COVID's Impact on Your Sense of Taste May Be Worse Than Thought, New Study Says
Those who have had COVID-19 have reported a range of symptoms, including a number of people who discovered that they'd lost their sense of taste for a time after becoming ill. This temporary inconvenience and annoyance was something experts believed had more to do with how the virus was affecting the sense of smell, due to the fact that smell impacts taste. However, a new study that was published by JAMA Otolaryngology has now found that COVID may, indeed, do direct harm to taste buds.

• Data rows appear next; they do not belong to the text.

use glam::{Mat3, Mat4, Quat, Vec3};
use serde::{Deserialize, Serialize};

/// Construction parameters for a [`Transform`]. Omitted fields take the
/// identity values.
#[derive(Debug, Clone, Copy, PartialEq, Serialize, Deserialize)]
#[serde(default)]
pub struct TransformConfig {
    pub position: Vec3,
    pub rotation: Quat,
    pub scale: Vec3,
}

impl Default for TransformConfig {
    fn default() -> Self {
        Self {
            position: Vec3::ZERO,
            rotation: Quat::IDENTITY,
            scale: Vec3::ONE,
        }
    }
}

/// Local position, rotation and scale of one entity plus the derived world
/// matrix.
///
/// The matrix is `translate(position) * rotate(rotation) * scale(scale)` and
/// is recomputed by every setter, so it is never stale.
#[derive(Debug, Clone, Copy, PartialEq, Serialize, Deserialize)]
#[serde(from = "TransformConfig", into = "TransformConfig")]
pub struct Transform {
    position: Vec3,
    rotation: Quat,
    scale: Vec3,
    matrix: Mat4,
}

impl Default for Transform {
    fn default() -> Self {
        Self::new(TransformConfig::default())
    }
}

impl From<TransformConfig> for Transform {
    fn from(config: TransformConfig) -> Self {
        Self::new(config)
    }
}

impl From<Transform> for TransformConfig {
    fn from(transform: Transform) -> Self {
        transform.config()
    }
}

impl Transform {
    pub fn new(config: TransformConfig) -> Self {
        let mut transform = Self {
            position: config.position,
            rotation: config.rotation,
            scale: config.scale,
            matrix: Mat4::IDENTITY,
        };
        transform.recompute();
        transform
    }

    /// The fixed world-identity transform. Used as the reference frame for
    /// world-relative `translate`/`rotate`.
    pub fn world() -> Self {
        Self::default()
    }

    pub fn from_position(position: Vec3) -> Self {
        Self::new(TransformConfig {
            position,
            ..Default::default()
        })
    }

    pub fn position(&self) -> Vec3 {
        self.position
    }

    pub fn rotation(&self) -> Quat {
        self.rotation
    }

    pub fn scale(&self) -> Vec3 {
        self.scale
    }

    /// Cached world matrix.
    pub fn matrix(&self) -> Mat4 {
        self.matrix
    }

    pub fn config(&self) -> TransformConfig {
        TransformConfig {
            position: self.position,
            rotation: self.rotation,
            scale: self.scale,
        }
    }

    pub fn set_position(&mut self, position: Vec3) {
        self.position = position;
        self.recompute();
    }

    pub fn set_rotation(&mut self, rotation: Quat) {
        self.rotation = rotation;
        self.recompute();
    }

    pub fn set_scale(&mut self, scale: Vec3) {
        self.scale = scale;
        self.recompute();
    }

    /// Move by `vector` expressed in the frame of `relative_to` (own frame
    /// when `None`).
    ///
    /// Z is negated before the vector is rotated by the inverse of the
    /// reference rotation, so +Z input moves "forward". With the entity's own
    /// transform this is a view-space move; with [`Transform::world`] it is a
    /// plain world-space offset.
    pub fn translate(&mut self, vector: Vec3, relative_to: Option<&Transform>) {
        let reference = relative_to.map_or(self.rotation, |t| t.rotation);
        let flipped = Vec3::new(vector.x, vector.y, -vector.z);
        let offset = reference.inverse() * flipped;
        self.set_position(self.position + offset);
    }

    /// Rotate by `rotation`.
    ///
    /// Without a reference the rotation is applied in local space
    /// (post-multiplied). With a reference, `rotation` is re-expressed in the
    /// reference frame (`r * q * r⁻¹`) and applied before the current
    /// rotation. Passing a transform equal to `self` reduces to the local case.
    pub fn rotate(&mut self, rotation: Quat, relative_to: Option<&Transform>) {
        let next = match relative_to {
            Some(reference) => {
                let r = reference.rotation;
                let delta = r * rotation * r.conjugate();
                delta * self.rotation
            }
            None => self.rotation * rotation,
        };
        self.set_rotation(next.normalize());
    }

    /// Component-wise multiply the current scale.
    pub fn scale_by(&mut self, factor: Vec3) {
        self.set_scale(self.scale * factor);
    }

    /// Rotation-only normal matrix. Scale is ignored, which is exact for
    /// uniform scale only.
    pub fn normal_matrix(&self) -> Mat3 {
        Mat3::from_quat(self.rotation)
    }

    /// Local -Z axis rotated into world space.
    pub fn forward(&self) -> Vec3 {
        self.rotation * Vec3::NEG_Z
    }

    fn recompute(&mut self) {
        self.matrix = Mat4::from_translation(self.position)
            * Mat4::from_quat(self.rotation)
            * Mat4::from_scale(self.scale);
    }
}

Researchers led by Italy's University of Trieste worked with 105 people who had reported "a disruption of their ability to taste sweet, sour, salty, or bitter more than 3 months after a SARS-CoV-2 infection" to look for signs of "possible damage to their taste buds," according to Medical News Today. After conducting tests that focused on both smell and taste, 42% of participants were found to have "hypogeusia—a loss of basic tastes."
While there may have been other reasons for the damage to tastebuds, Claire Hopkins, professor of rhinology at Guy's Hospital, London, in the United Kingdom, and one of the authors of the study, told Medical News Today, "There is some difficulty in self-rating true taste loss versus reduced flavor perception, which is a consequence of smell loss. … This leads to over-reporting of taste loss, and it has been largely assumed that this accounts for most reported alterations in taste disturbance after COVID."
As for how COVID is potentially causing taste-related damage, Thomas Gut, D.O., the associate chair of medicine at Staten Island University Hospital, tells Eat This, Not That! that although the issue was initially linked to smell, "recent theories suggest that COVID may directly affect our taste buds using a mechanism that was previously understood to be the pathway to lung damage in COVID."
"Both proposed mechanisms can cause changes in taste that range from complete lack of ability to discern between flavors to a miss-sense of taste that can result in the perception of bad or incorrect flavors," says Gut.
"So far, it's generally considered to be a symptom that will resolve on its own within a few months of infection," Dr. Gut adds. "However, there's a growing number of patients that now suffer from abnormal taste sensation for several months since their infection."